# 09 Miata-something draining battery



## Ronnie1a (Aug 1, 2007)

I can only go 5-6 days before the battery on my Miata goes dead. Now on 3rd battery. Had it to dealer 2x and an auto electric shop 1x. They claim nothing is draining the battery. The elect. shop did not even charge me and the dealer says I just don't drive it enough. If I do not drive it for a week or so I have to put a trickle charger on it so I can start it.

Any thoughts on what it might be? Is this a common problem with this car?


----------



## PoleCat (Sep 2, 2009)

I have had the same problem with certain vehicles. I blamed the diodes in the rectifier for leaking excessively.


----------



## Windows on Wash (Aug 30, 2011)

Leave it at the dealership. In no way shape or form is 5 to 6 days and acceptable amount of time to kill a battery. This is a car issue and if they can't figure it out you can lemon law the car.


----------



## danpik (Sep 11, 2011)

The easiest way on some older cars to find the current leak is to unhook the battery ground cable and connect a volt meter between the battery and the cable. With the key off you will see a voltage measurement show up on the meter. Pull one fuse at a time until you see it drop. This may or may not work on the newer cars as there are some systems that draw current even with the car off. Might be worth a try though. If you do not have a meter, a simple test light can be used to. It will light up if something is drawing current and go out when you pull the fuse on the circuit causing the problem. Do not try to start the car or turn the key on during this test


----------



## 47_47 (Sep 11, 2007)

Newer cars are similar to newer smart phones. Both have a lot of extras always running and will drain a battery, even when not in use. Dan's method will work, but you need to know what is a normal parasitic load for your car.

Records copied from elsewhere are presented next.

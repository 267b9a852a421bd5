//! Search estimators: candidates are rendered through the synth and scored against the target
//! in feature space, so no training data is needed.

pub mod basic;
pub mod nsga;

use rand::rngs::StdRng;
use rand::Rng;
use rand::SeedableRng;
use serde::{Deserialize, Serialize};

use crate::audio::AudioBuffer;
use crate::error::{Error, Result};
use crate::features::{FeatureConfig, FeatureExtractor};
use crate::synth::Synth;
use crate::tensor::Tensor;

pub use basic::BasicGa;
pub use nsga::Nsga;

#[derive(Clone, Debug, PartialEq, Serialize, Deserialize)]
#[serde(default)]
pub struct GaConfig {
  pub pop_size: usize,
  pub ngen: usize,
  /// Chance a selected pair is recombined.
  pub crossover_prob: f32,
  /// Chance an offspring is mutated at all.
  pub mutation_prob: f32,
  /// Chance each gene of a mutated offspring is perturbed.
  pub gene_mutation_prob: f32,
  pub mutation_sigma: f32,
  pub tournament_size: usize,
  pub elites: usize,
}

impl Default for GaConfig {
  fn default() -> Self {
    GaConfig {
      pop_size: 300,
      ngen: 100,
      crossover_prob: 0.5,
      mutation_prob: 0.2,
      gene_mutation_prob: 0.1,
      mutation_sigma: 0.1,
      tournament_size: 3,
      elites: 1,
    }
  }
}

impl GaConfig {
  pub fn validate(&self) -> Result<()> {
    if self.pop_size < 2 || self.ngen == 0 {
      return Err(Error::Configuration(format!(
        "GA needs pop_size >= 2 and ngen >= 1, got {} and {}",
        self.pop_size, self.ngen
      )));
    }
    if self.tournament_size == 0 || self.elites >= self.pop_size {
      return Err(Error::Configuration("GA tournament_size must be positive and elites below pop_size".to_string()));
    }
    let probs = [self.crossover_prob, self.mutation_prob, self.gene_mutation_prob];
    if probs.iter().any(|p| !(0.0..=1.0).contains(p)) || !(self.mutation_sigma >= 0.0) {
      return Err(Error::Configuration("GA probabilities must lie in [0, 1]".to_string()));
    }
    Ok(())
  }
}

/// One RNG per target, so parallel matches do not depend on scheduling.
pub fn target_rng(seed: Option<u64>, index: usize) -> StdRng {
  match seed {
    Some(seed) => StdRng::seed_from_u64(seed.wrapping_add(index as u64)),
    None => StdRng::from_entropy(),
  }
}

/// Standard normal draw (Box-Muller).
pub fn gaussian<R: Rng + ?Sized>(rng: &mut R) -> f32 {
  let u1: f32 = rng.gen_range(f32::EPSILON..1.0);
  let u2: f32 = rng.gen();
  (-2.0 * u1.ln()).sqrt() * (crate::synth::pi2 * u2).cos()
}

/// Blend crossover: each gene pair is mixed with a weight drawn from `[-alpha, 1 + alpha]`.
pub fn blend<R: Rng + ?Sized>(a: &mut [f32], b: &mut [f32], alpha: f32, rng: &mut R) {
  for (x, y) in a.iter_mut().zip(b.iter_mut()) {
    let gamma = (1.0 + 2.0 * alpha) * rng.gen::<f32>() - alpha;
    let (ox, oy) = (*x, *y);
    *x = ((1.0 - gamma) * ox + gamma * oy).clamp(0.0, 1.0);
    *y = (gamma * ox + (1.0 - gamma) * oy).clamp(0.0, 1.0);
  }
}

pub fn mutate<R: Rng + ?Sized>(genes: &mut [f32], config: &GaConfig, rng: &mut R) {
  for gene in genes.iter_mut() {
    if rng.gen::<f32>() < config.gene_mutation_prob {
      *gene = (*gene + config.mutation_sigma * gaussian(rng)).clamp(0.0, 1.0);
    }
  }
}

/// Recombine and mutate `parents` pairwise into the same number of children.
pub fn vary<R: Rng + ?Sized>(parents: Vec<Vec<f32>>, config: &GaConfig, rng: &mut R) -> Vec<Vec<f32>> {
  let mut children = parents;
  for pair in children.chunks_mut(2) {
    if let [a, b] = pair {
      if rng.gen::<f32>() < config.crossover_prob {
        blend(a, b, 0.5, rng);
      }
    }
  }
  for child in children.iter_mut() {
    if rng.gen::<f32>() < config.mutation_prob {
      mutate(child, config, rng);
    }
  }
  children
}

/// Mean absolute difference between equally shaped feature tensors.
pub fn feature_distance(a: &Tensor, b: &Tensor) -> Result<f32> {
  if a.shape != b.shape {
    return Err(Error::Shape(format!("cannot compare features {:?} with {:?}", a.shape, b.shape)));
  }
  if a.is_empty() {
    return Ok(0.0);
  }
  Ok(a.data.iter().zip(&b.data).map(|(x, y)| (x - y).abs()).sum::<f32>() / a.len() as f32)
}

/// Feature spaces a candidate is scored in, with the target's features in each.
pub struct Objectives {
  extractors: Vec<FeatureConfig>,
  target: Vec<Tensor>,
}

impl Objectives {
  pub fn new(extractors: &[FeatureConfig], target: &AudioBuffer) -> Result<Self> {
    if extractors.is_empty() {
      return Err(Error::Configuration("a search estimator needs at least one feature space".to_string()));
    }
    let target = extractors.iter().map(|e| e.extract(target)).collect::<Result<Vec<_>>>()?;
    Ok(Objectives {
      extractors: extractors.to_vec(),
      target,
    })
  }

  pub fn len(&self) -> usize {
    self.extractors.len()
  }

  pub fn is_empty(&self) -> bool {
    self.extractors.is_empty()
  }

  /// Render `patch` and measure its distance to the target in every feature space.
  pub fn score(&self, synth: &Synth, patch: &[f32]) -> Result<Vec<f32>> {
    let audio = synth.render_candidate(patch)?;
    self
      .extractors
      .iter()
      .zip(&self.target)
      .map(|(extractor, target)| feature_distance(&extractor.extract(&audio)?, target))
      .collect()
  }
}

How much do you drive the car after you get it running and do you fully charge the battery before you drive or just enough to start it? I would fully charge the battery, let it sit for the few days and try it.


----------



## GrayHair (Apr 9, 2015)

Years ago I had a Ford van same problem and mechanics told me the same thing. Turned out to be the ignition switch intermittently shorting. I found it by doing what danpik suggested, but *you must configure your meter to read current* (amps). You should also have spare fuses on hand for the meter.

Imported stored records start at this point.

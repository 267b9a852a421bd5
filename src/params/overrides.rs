use std::collections::BTreeMap;
use std::ops::Range;

use serde::{Deserialize, Serialize};

use super::{NormalizedValue, ParameterIndex};
use crate::error::{Error, Result};

/// An ordered sequence of frozen parameter dimensions.
///
/// Tables are usually assembled by concatenating thematic groups ("modulation off",
/// "operator 1 as a plain sine", ...) which may assign the same index more than once.
/// [`OverrideTable::resolve`] folds the sequence left to right, so the last entry for an
/// index wins.
#[derive(Clone, Debug, Default, PartialEq)]
pub struct OverrideTable {
  entries: Vec<(ParameterIndex, NormalizedValue)>,
}

/// A named sub-list of overrides as written in presets and experiment configs.
///
/// Explicit `values` are appended before the `fill` range.
#[derive(Clone, Debug, PartialEq, Serialize, Deserialize)]
pub struct OverrideGroup {
  pub name: String,
  #[serde(default)]
  pub values: Vec<(ParameterIndex, f32)>,
  #[serde(default, skip_serializing_if = "Option::is_none")]
  pub fill: Option<Fill>,
}

/// Sets every index in `from..to` to `value`.
#[derive(Clone, Debug, PartialEq, Serialize, Deserialize)]
pub struct Fill {
  pub from: ParameterIndex,
  pub to: ParameterIndex,
  pub value: f32,
}

impl OverrideGroup {
  pub fn new(name: &str) -> Self {
    OverrideGroup {
      name: name.to_string(),
      values: Vec::new(),
      fill: None,
    }
  }

  pub fn values(mut self, values: &[(ParameterIndex, f32)]) -> Self {
    self.values.extend_from_slice(values);
    self
  }

  pub fn fill(mut self, range: Range<ParameterIndex>, value: f32) -> Self {
    self.fill = Some(Fill {
      from: range.start,
      to: range.end,
      value,
    });
    self
  }
}

impl OverrideTable {
  pub fn new() -> Self {
    Self::default()
  }

  pub fn from_pairs<I>(pairs: I) -> Result<Self>
  where
    I: IntoIterator<Item = (ParameterIndex, f32)>,
  {
    let mut table = Self::new();
    table.extend_pairs(pairs)?;
    Ok(table)
  }

  /// Concatenates groups in order. The first invalid value aborts with
  /// [`Error::InvalidParameterValue`].
  pub fn from_groups(groups: &[OverrideGroup]) -> Result<Self> {
    let mut table = Self::new();
    for group in groups {
      table.extend_pairs(group.values.iter().copied())?;
      if let Some(fill) = &group.fill {
        if fill.from >= fill.to {
          let shape = if fill.from == fill.to { "empty" } else { "reversed" };
          return Err(Error::Configuration(format!(
            "override group '{}' has a {} fill range {}..{}",
            group.name, shape, fill.from, fill.to
          )));
        }
        table.fill(fill.from..fill.to, fill.value)?;
      }
      log::debug!("override group '{}' -> {} entries so far", group.name, table.len());
    }
    Ok(table)
  }

  pub fn push(&mut self, index: ParameterIndex, value: f32) -> Result<&mut Self> {
    let value = NormalizedValue::new(index, value)?;
    self.entries.push((index, value));
    Ok(self)
  }

  pub fn extend_pairs<I>(&mut self, pairs: I) -> Result<&mut Self>
  where
    I: IntoIterator<Item = (ParameterIndex, f32)>,
  {
    for (index, value) in pairs {
      self.push(index, value)?;
    }
    Ok(self)
  }

  pub fn fill(&mut self, range: Range<ParameterIndex>, value: f32) -> Result<&mut Self> {
    self.extend_pairs(range.map(|index| (index, value)))
  }

  pub fn entries(&self) -> &[(ParameterIndex, NormalizedValue)] {
    &self.entries
  }

  pub fn len(&self) -> usize {
    self.entries.len()
  }

  pub fn is_empty(&self) -> bool {
    self.entries.is_empty()
  }

  /// Collapse the sequence into one value per index, last write wins.
  pub fn resolve(&self) -> BTreeMap<ParameterIndex, NormalizedValue> {
    self.entries.iter().fold(BTreeMap::new(), |mut resolved, (index, value)| {
      resolved.insert(*index, *value);
      resolved
    })
  }
}

#[cfg(test)]
mod tests {
  use super::*;

  #[test]
  fn test_last_write_wins() {
    let table = OverrideTable::from_pairs(vec![(3, 0.1), (5, 0.2), (3, 0.9), (5, 0.4), (3, 0.5)]).unwrap();
    let resolved = table.resolve();
    assert_eq!(table.len(), 5);
    assert_eq!(resolved.len(), 2);
    assert_eq!(resolved[&3].get(), 0.5);
    assert_eq!(resolved[&5].get(), 0.4);
  }

  #[test]
  fn test_fill_then_explicit_override() {
    let mut table = OverrideTable::new();
    table.fill(10..14, 0.0).unwrap();
    table.push(12, 0.75).unwrap();
    let resolved = table.resolve();
    assert_eq!(resolved.keys().copied().collect::<Vec<_>>(), vec![10, 11, 12, 13]);
    assert_eq!(resolved[&12].get(), 0.75);
    assert_eq!(resolved[&13].get(), 0.0);
  }

  #[test]
  fn test_groups_concatenate_in_order() {
    let groups = vec![
      OverrideGroup::new("global").values(&[(0, 1.0), (4, 0.5)]),
      OverrideGroup::new("lfo off").fill(3..6, 0.0),
    ];
    let resolved = OverrideTable::from_groups(&groups).unwrap().resolve();
    assert_eq!(resolved[&0].get(), 1.0);
    assert_eq!(resolved[&4].get(), 0.0);
    assert_eq!(resolved.len(), 4);
  }

  #[test]
  fn test_invalid_value_names_its_index() {
    let groups = vec![OverrideGroup::new("bad").values(&[(0, 0.5), (9, 2.0)])];
    match OverrideTable::from_groups(&groups) {
      Err(Error::InvalidParameterValue { index, .. }) => assert_eq!(index, 9),
      other => panic!("expected InvalidParameterValue, got {:?}", other),
    }
  }

  #[test]
  fn test_fill_range_must_cover_something() {
    for (from, to, shape) in [(5, 2, "reversed"), (4, 4, "empty")] {
      let mut group = OverrideGroup::new("lfo off");
      group.fill = Some(Fill { from, to, value: 0.0 });
      let groups = vec![group];
      match OverrideTable::from_groups(&groups) {
        Err(Error::Configuration(message)) => {
          assert!(message.contains(shape), "{}", message);
          assert!(message.contains("lfo off"), "{}", message);
        }
        other => panic!("expected Configuration, got {:?}", other),
      }
    }
  }

  #[test]
  fn test_group_json_shape() {
    let text = r#"{"name": "ops", "values": [[1, 0.25]], "fill": {"from": 2, "to": 4, "value": 0.0}}"#;
    let group: OverrideGroup = serde_json::from_str(text).unwrap();
    let resolved = OverrideTable::from_groups(&[group]).unwrap().resolve();
    assert_eq!(resolved.len(), 3);
    assert_eq!(resolved[&1].get(), 0.25);
  }
}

Start on the highest current scale available (fuse protection) and start pulling fuses, noting which ones cause current to increase when removed; omit these fuses during further testing. Change to the next lower scale and do it all again. 

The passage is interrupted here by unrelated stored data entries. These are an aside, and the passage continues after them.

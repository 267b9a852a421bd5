//! Sizing of rayon's global pool, which renders patches and scores GA candidates.

use std::thread;

use rayon::ThreadPoolBuilder;
use sysinfo::System;

/// A core above this usage is left to whatever is already running on it.
const BUSY_CORE_USAGE: f32 = 50.0;

/// Workers for a run. An experiment that names a count gets exactly that. Otherwise one
/// worker per core that is not already busy, holding one core back.
pub fn worker_count(configured: Option<usize>) -> usize {
  if let Some(workers) = configured {
    return workers.max(1);
  }
  let cores = thread::available_parallelism().map(|n| n.get()).unwrap_or(1);

  let mut system = System::new_all();
  system.refresh_cpu_usage();
  let free = system.cpus().iter().filter(|cpu| cpu.cpu_usage() < BUSY_CORE_USAGE).count();

  cores.min(free.max(1)).saturating_sub(1).max(1)
}

/// Size the global pool for this process and return the worker count asked for. Only the
/// first call takes effect.
pub fn init_global_pool(configured: Option<usize>) -> usize {
  let workers = worker_count(configured);
  match ThreadPoolBuilder::new().num_threads(workers).build_global() {
    Ok(()) => log::debug!("rendering with {} workers", workers),
    Err(e) => log::debug!("worker pool already sized, keeping it: {}", e),
  }
  workers
}

#[cfg(test)]
mod tests {
  use super::*;

  #[test]
  fn test_configured_count_is_used() {
    assert_eq!(worker_count(Some(3)), 3);
    assert_eq!(worker_count(Some(1)), 1);
  }

  #[test]
  fn test_idle_core_count_is_positive() {
    let workers = worker_count(None);
    assert!(workers >= 1);
    assert!(workers <= thread::available_parallelism().map(|n| n.get()).unwrap_or(1));
  }
}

I had to go through all my tests several times and ended up having someone watch the meter while I thumped with a rubber mallet and slammed doors. I actually located the bad ignition switch while pounding on the dashboard with my fist. :furious:

Stick with it and you will most likely find it. :thumbsup:


----------



## Brainbucket (Mar 30, 2015)

I just get a 12 volt test light. I disconnect the neg cable from battery and 'jump' it with the test light. 1 end on bat, other on neg cable. Start pulling fuses and replacing 1 at a time and watch for test light to go dimmer or off. Record which fuse made light dimmer. Sometimes it's more than 1 fuse. If it starts flashing, that means a module is trying to 'go to sleep'. Wait a few minutes untill the flashing goes away or pull fuse to stop it. If it won't go to sleep, take note as that could be it. If that doesn't work, look at the main power grid to find that which is not fused but has a fuse link, ie, alternator. I've had a few bad alt's sapping power. easy way of finding that is take off alt belt and try to turn alt with key on. It should turn freely. If sapping power it should be real hard to turn if at all and you should hear a humming noise coming from it. Once you find the fuse that makes the test light go out, go to system wiring diagram on that fuse circuit and start disconnecting each component untill light goes out. Sounds hard but it isn't. By the way a good charging voltage is 13.5 to 14.5 in general. Good luck.


----------